▸ **Try it**
If a line in the following entries contains the string "filename", it counts toward the total; report only that total.

▸ **Data**
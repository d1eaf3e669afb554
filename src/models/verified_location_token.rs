//! Verified location token model

use chrono::{DateTime, Utc};
use serde::{Deserialize, Serialize};
use serde_json::Value;

use crate::error::{Error, Result};
use crate::models::{Event, User};
use crate::serialize::DictionaryValue;

/// A user's verified location result.
///
/// Produced once by the verification subsystem from a server response and
/// handed to callers as a finished, read-only record. Every field is
/// independently optional: a present `token` does not imply a present
/// `expires_at`, and constructing with nothing at all is legal. The signed
/// token is opaque here; verify it server-side with your secret key, and
/// compare `expires_at` against the current time in calling code.
#[derive(Debug, Clone, PartialEq, Serialize, Deserialize)]
#[serde(rename_all = "camelCase")]
pub struct VerifiedLocationToken {
    #[serde(default)]
    user: Option<User>,

    #[serde(default)]
    events: Option<Vec<Event>>,

    #[serde(default)]
    token: Option<String>,

    #[serde(default)]
    expires_at: Option<DateTime<Utc>>,
}

impl VerifiedLocationToken {
    /// Create a token from verification output.
    ///
    /// No validation is performed; any combination of present and absent
    /// fields produces a valid instance.
    pub fn new(
        user: Option<User>,
        events: Option<Vec<Event>>,
        token: Option<String>,
        expires_at: Option<DateTime<Utc>>,
    ) -> Self {
        Self {
            user,
            events,
            token,
            expires_at,
        }
    }

    /// Decode a token from a server response object.
    ///
    /// An object with none of the expected keys decodes to an all-absent
    /// token; anything other than a JSON object is rejected.
    pub fn from_json(value: &Value) -> Result<Self> {
        if !value.is_object() {
            return Err(Error::InvalidPayload(format!(
                "expected object, got {}",
                json_type_name(value)
            )));
        }

        let token: Self = serde_json::from_value(value.clone())?;
        log::debug!(
            "decoded verified location token with {} event(s)",
            token.events.as_ref().map_or(0, Vec::len)
        );
        Ok(token)
    }

    /// The verified user
    pub fn user(&self) -> Option<&User> {
        self.user.as_ref()
    }

    /// Events associated with this verification, in detection order
    pub fn events(&self) -> Option<&[Event]> {
        self.events.as_deref()
    }

    /// The signed JWT containing the user and events
    pub fn token(&self) -> Option<&str> {
        self.token.as_deref()
    }

    /// The instant the token expires
    pub fn expires_at(&self) -> Option<DateTime<Utc>> {
        self.expires_at
    }
}

impl DictionaryValue for VerifiedLocationToken {}

fn json_type_name(value: &Value) -> &'static str {
    match value {
        Value::Null => "null",
        Value::Bool(_) => "boolean",
        Value::Number(_) => "number",
        Value::String(_) => "string",
        Value::Array(_) => "array",
        Value::Object(_) => "object",
    }
}
//! Structural serialization support
//!
//! Every model in this crate can render itself as a generic key/value
//! mapping, the intermediate form used before JSON encoding or logging.
//! Nested models render through their own conversion, so a mapping is
//! always self-contained.

use serde::Serialize;
use serde_json::{Map, Value};

/// Structural conversion to a generic key/value mapping.
pub trait DictionaryValue: Serialize {
    /// Render this model as a map from field name to JSON value.
    ///
    /// Deterministic for an unmodified value and never fails: a value
    /// that does not serialize to a JSON object yields an empty map.
    fn dictionary_value(&self) -> Map<String, Value> {
        match serde_json::to_value(self) {
            Ok(Value::Object(map)) => map,
            _ => Map::new(),
        }
    }
}

#[cfg(test)]
mod tests {
    use super::*;

    #[derive(Serialize)]
    struct Point {
        x: i32,
        y: i32,
    }

    impl DictionaryValue for Point {}

    #[test]
    fn test_dictionary_value_maps_fields() {
        let point = Point { x: 3, y: 7 };
        let map = point.dictionary_value();

        assert_eq!(map.get("x"), Some(&Value::from(3)));
        assert_eq!(map.get("y"), Some(&Value::from(7)));
    }

    #[test]
    fn test_dictionary_value_is_deterministic() {
        let point = Point { x: -1, y: 0 };
        assert_eq!(point.dictionary_value(), point.dictionary_value());
    }
}
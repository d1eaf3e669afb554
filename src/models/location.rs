//! Location model

use serde::{Deserialize, Serialize};

use crate::serialize::DictionaryValue;

/// A geographic point attached to a verification result
#[derive(Debug, Clone, PartialEq, Serialize, Deserialize)]
#[serde(rename_all = "camelCase")]
pub struct Location {
    /// Latitude in decimal degrees
    pub latitude: f64,

    /// Longitude in decimal degrees
    pub longitude: f64,

    /// Horizontal accuracy in meters (optional)
    #[serde(default, skip_serializing_if = "Option::is_none")]
    pub accuracy: Option<f64>,
}

impl DictionaryValue for Location {}

#[cfg(test)]
mod tests {
    use super::*;

    #[test]
    fn test_location_dictionary_value() {
        let location = Location {
            latitude: 40.7128,
            longitude: -74.0060,
            accuracy: Some(5.0),
        };

        let map = location.dictionary_value();

        assert_eq!(map.get("latitude"), Some(&serde_json::json!(40.7128)));
        assert_eq!(map.get("longitude"), Some(&serde_json::json!(-74.0060)));
        assert_eq!(map.get("accuracy"), Some(&serde_json::json!(5.0)));
    }

    #[test]
    fn test_location_omits_absent_accuracy() {
        let location = Location {
            latitude: 0.0,
            longitude: 0.0,
            accuracy: None,
        };

        let map = location.dictionary_value();

        assert!(!map.contains_key("accuracy"));
    }

    #[test]
    fn test_location_deserializes_without_accuracy() {
        let location: Location =
            serde_json::from_str(r#"{"latitude": 51.5, "longitude": -0.12}"#).unwrap();

        assert_eq!(location.latitude, 51.5);
        assert_eq!(location.accuracy, None);
    }
}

▸ **Expected answer**
2